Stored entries
+ + + + +

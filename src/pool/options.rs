//! Pool configuration.

use crate::error::{Error, Result};

/// How large buffers are bucketed into size classes.
#[derive(Debug, Clone, Copy, PartialEq, Eq)]
pub enum LargeBufferStrategy {
    /// Classes are `multiple * 2^k`. Bounds fragmentation to under half a
    /// buffer and keeps the number of free lists logarithmic.
    Exponential,
    /// Classes are `multiple * k`.
    Linear,
}

/// Construction-time options for a `PoolManager`.
///
/// A free-byte limit of 0 disables pooling for that tier; there is no
/// "unbounded" setting.
#[derive(Debug, Clone, PartialEq, Eq)]
pub struct PoolOptions {
    /// Size of every small block (default: 128KB)
    pub block_size: usize,

    /// Maximum idle bytes held by the small-block tier (default: 64MB)
    pub max_small_pool_free_bytes: usize,

    /// Maximum idle bytes held by the large-buffer tier (default: 256MB)
    pub max_large_pool_free_bytes: usize,

    /// Largest pooled buffer; bigger requests bypass the pools (default: 128MB)
    pub max_buffer_size: usize,

    /// Step of the large-buffer size classes (default: 1MB)
    pub large_buffer_multiple: usize,

    /// Size-class progression for large buffers (default: exponential)
    pub large_buffer_strategy: LargeBufferStrategy,

    /// Hard cap on the capacity of a single stream (default: none)
    pub max_stream_capacity: Option<usize>,

    /// Capture a backtrace for every acquisition (default: false)
    pub generate_stack_traces: bool,

    /// Zero segments before they go back on a free list (default: false)
    pub zero_on_return: bool,
}

impl Default for PoolOptions {
    fn default() -> Self {
        Self {
            block_size: 128 * 1024,
            max_small_pool_free_bytes: 64 * 1024 * 1024,
            max_large_pool_free_bytes: 256 * 1024 * 1024,
            max_buffer_size: 128 * 1024 * 1024,
            large_buffer_multiple: 1024 * 1024,
            large_buffer_strategy: LargeBufferStrategy::Exponential,
            max_stream_capacity: None,
            generate_stack_traces: false,
            zero_on_return: false,
        }
    }
}

impl PoolOptions {
    /// Start a builder from the defaults.
    pub fn builder() -> PoolOptionsBuilder {
        PoolOptionsBuilder::default()
    }

    /// Check every invariant the pools rely on.
    pub fn validate(&self) -> Result<()> {
        if self.block_size == 0 {
            return Err(Error::invalid_option(
                "block_size",
                "must be greater than zero",
            ));
        }

        if self.large_buffer_multiple == 0 {
            return Err(Error::invalid_option(
                "large_buffer_multiple",
                "must be greater than zero",
            ));
        }

        if self.max_buffer_size < self.block_size {
            return Err(Error::invalid_option(
                "max_buffer_size",
                format!(
                    "{} is smaller than block_size {}",
                    self.max_buffer_size, self.block_size
                ),
            ));
        }

        if self.max_buffer_size % self.large_buffer_multiple != 0 {
            return Err(Error::invalid_option(
                "max_buffer_size",
                format!(
                    "{} is not a multiple of large_buffer_multiple {}",
                    self.max_buffer_size, self.large_buffer_multiple
                ),
            ));
        }

        if self.large_buffer_strategy == LargeBufferStrategy::Exponential
            && !(self.max_buffer_size / self.large_buffer_multiple).is_power_of_two()
        {
            return Err(Error::invalid_option(
                "max_buffer_size",
                format!(
                    "{} is not large_buffer_multiple {} times a power of two",
                    self.max_buffer_size, self.large_buffer_multiple
                ),
            ));
        }

        if self.max_stream_capacity == Some(0) {
            return Err(Error::invalid_option(
                "max_stream_capacity",
                "must be greater than zero when set",
            ));
        }

        Ok(())
    }
}

/// Builder for `PoolOptions`; `build` validates.
#[derive(Debug, Default)]
pub struct PoolOptionsBuilder {
    options: PoolOptions,
}

impl PoolOptionsBuilder {
    pub fn block_size(mut self, size: usize) -> Self {
        self.options.block_size = size;
        self
    }

    pub fn max_small_pool_free_bytes(mut self, bytes: usize) -> Self {
        self.options.max_small_pool_free_bytes = bytes;
        self
    }

    pub fn max_large_pool_free_bytes(mut self, bytes: usize) -> Self {
        self.options.max_large_pool_free_bytes = bytes;
        self
    }

    pub fn max_buffer_size(mut self, size: usize) -> Self {
        self.options.max_buffer_size = size;
        self
    }

    pub fn large_buffer_multiple(mut self, size: usize) -> Self {
        self.options.large_buffer_multiple = size;
        self
    }

    pub fn large_buffer_strategy(mut self, strategy: LargeBufferStrategy) -> Self {
        self.options.large_buffer_strategy = strategy;
        self
    }

    pub fn max_stream_capacity(mut self, capacity: usize) -> Self {
        self.options.max_stream_capacity = Some(capacity);
        self
    }

    pub fn generate_stack_traces(mut self, enable: bool) -> Self {
        self.options.generate_stack_traces = enable;
        self
    }

    pub fn zero_on_return(mut self, enable: bool) -> Self {
        self.options.zero_on_return = enable;
        self
    }

    /// Build the options
    pub fn build(self) -> Result<PoolOptions> {
        self.options.validate()?;
        Ok(self.options)
    }
}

+ + + + +

Copy every record precisely, omitting nothing.

filename src/pool/options.rs
//! Pool configuration.

use crate::error::{Error, Result};

/// How large buffers are bucketed into size classes.
#[derive(Debug, Clone, Copy, PartialEq, Eq)]
pub enum LargeBufferStrategy {
    /// Classes are `multiple * 2^k`. Bounds fragmentation to under half a
    /// buffer and keeps the number of free lists logarithmic.
    Exponential,
    /// Classes are `multiple * k`.
    Linear,
}

/// Construction-time options for a `PoolManager`.
///
/// A free-byte limit of 0 disables pooling for that tier; there is no
/// "unbounded" setting.
#[derive(Debug, Clone, PartialEq, Eq)]
pub struct PoolOptions {
    /// Size of every small block (default: 128KB)
    pub block_size: usize,

    /// Maximum idle bytes held by the small-block tier (default: 64MB)
    pub max_small_pool_free_bytes: usize,

    /// Maximum idle bytes held by the large-buffer tier (default: 256MB)
    pub max_large_pool_free_bytes: usize,

    /// Largest pooled buffer; bigger requests bypass the pools (default: 128MB)
    pub max_buffer_size: usize,

    /// Step of the large-buffer size classes (default: 1MB)
    pub large_buffer_multiple: usize,

    /// Size-class progression for large buffers (default: exponential)
    pub large_buffer_strategy: LargeBufferStrategy,

    /// Hard cap on the capacity of a single stream (default: none)
    pub max_stream_capacity: Option<usize>,

    /// Capture a backtrace for every acquisition (default: false)
    pub generate_stack_traces: bool,

    /// Zero segments before they go back on a free list (default: false)
    pub zero_on_return: bool,
}

impl Default for PoolOptions {
    fn default() -> Self {
        Self {
            block_size: 128 * 1024,
            max_small_pool_free_bytes: 64 * 1024 * 1024,
            max_large_pool_free_bytes: 256 * 1024 * 1024,
            max_buffer_size: 128 * 1024 * 1024,
            large_buffer_multiple: 1024 * 1024,
            large_buffer_strategy: LargeBufferStrategy::Exponential,
            max_stream_capacity: None,
            generate_stack_traces: false,
            zero_on_return: false,
        }
    }
}

impl PoolOptions {
    /// Start a builder from the defaults.
    pub fn builder() -> PoolOptionsBuilder {
        PoolOptionsBuilder::default()
    }

    /// Check every invariant the pools rely on.
    pub fn validate(&self) -> Result<()> {
        if self.block_size == 0 {
            return Err(Error::invalid_option(
                "block_size",
                "must be greater than zero",
            ));
        }

        if self.large_buffer_multiple == 0 {
            return Err(Error::invalid_option(
                "large_buffer_multiple",
                "must be greater than zero",
            ));
        }

        if self.max_buffer_size < self.block_size {
            return Err(Error::invalid_option(
                "max_buffer_size",
                format!(
                    "{} is smaller than block_size {}",
                    self.max_buffer_size, self.block_size
                ),
            ));
        }

        if self.max_buffer_size % self.large_buffer_multiple != 0 {
            return Err(Error::invalid_option(
                "max_buffer_size",
                format!(
                    "{} is not a multiple of large_buffer_multiple {}",
                    self.max_buffer_size, self.large_buffer_multiple
                ),
            ));
        }

        if self.large_buffer_strategy == LargeBufferStrategy::Exponential
            && !(self.max_buffer_size / self.large_buffer_multiple).is_power_of_two()
        {
            return Err(Error::invalid_option(
                "max_buffer_size",
                format!(
                    "{} is not large_buffer_multiple {} times a power of two",
                    self.max_buffer_size, self.large_buffer_multiple
                ),
            ));
        }

        if self.max_stream_capacity == Some(0) {
            return Err(Error::invalid_option(
                "max_stream_capacity",
                "must be greater than zero when set",
            ));
        }

        Ok(())
    }
}

/// Builder for `PoolOptions`; `build` validates.
#[derive(Debug, Default)]
pub struct PoolOptionsBuilder {
    options: PoolOptions,
}

impl PoolOptionsBuilder {
    pub fn block_size(mut self, size: usize) -> Self {
        self.options.block_size = size;
        self
    }

    pub fn max_small_pool_free_bytes(mut self, bytes: usize) -> Self {
        self.options.max_small_pool_free_bytes = bytes;
        self
    }

    pub fn max_large_pool_free_bytes(mut self, bytes: usize) -> Self {
        self.options.max_large_pool_free_bytes = bytes;
        self
    }

    pub fn max_buffer_size(mut self, size: usize) -> Self {
        self.options.max_buffer_size = size;
        self
    }

    pub fn large_buffer_multiple(mut self, size: usize) -> Self {
        self.options.large_buffer_multiple = size;
        self
    }

    pub fn large_buffer_strategy(mut self, strategy: LargeBufferStrategy) -> Self {
        self.options.large_buffer_strategy = strategy;
        self
    }

    pub fn max_stream_capacity(mut self, capacity: usize) -> Self {
        self.options.max_stream_capacity = Some(capacity);
        self
    }

    pub fn generate_stack_traces(mut self, enable: bool) -> Self {
        self.options.generate_stack_traces = enable;
        self
    }

    pub fn zero_on_return(mut self, enable: bool) -> Self {
        self.options.zero_on_return = enable;
        self
    }

    /// Build the options
    pub fn build(self) -> Result<PoolOptions> {
        self.options.validate()?;
        Ok(self.options)
    }
}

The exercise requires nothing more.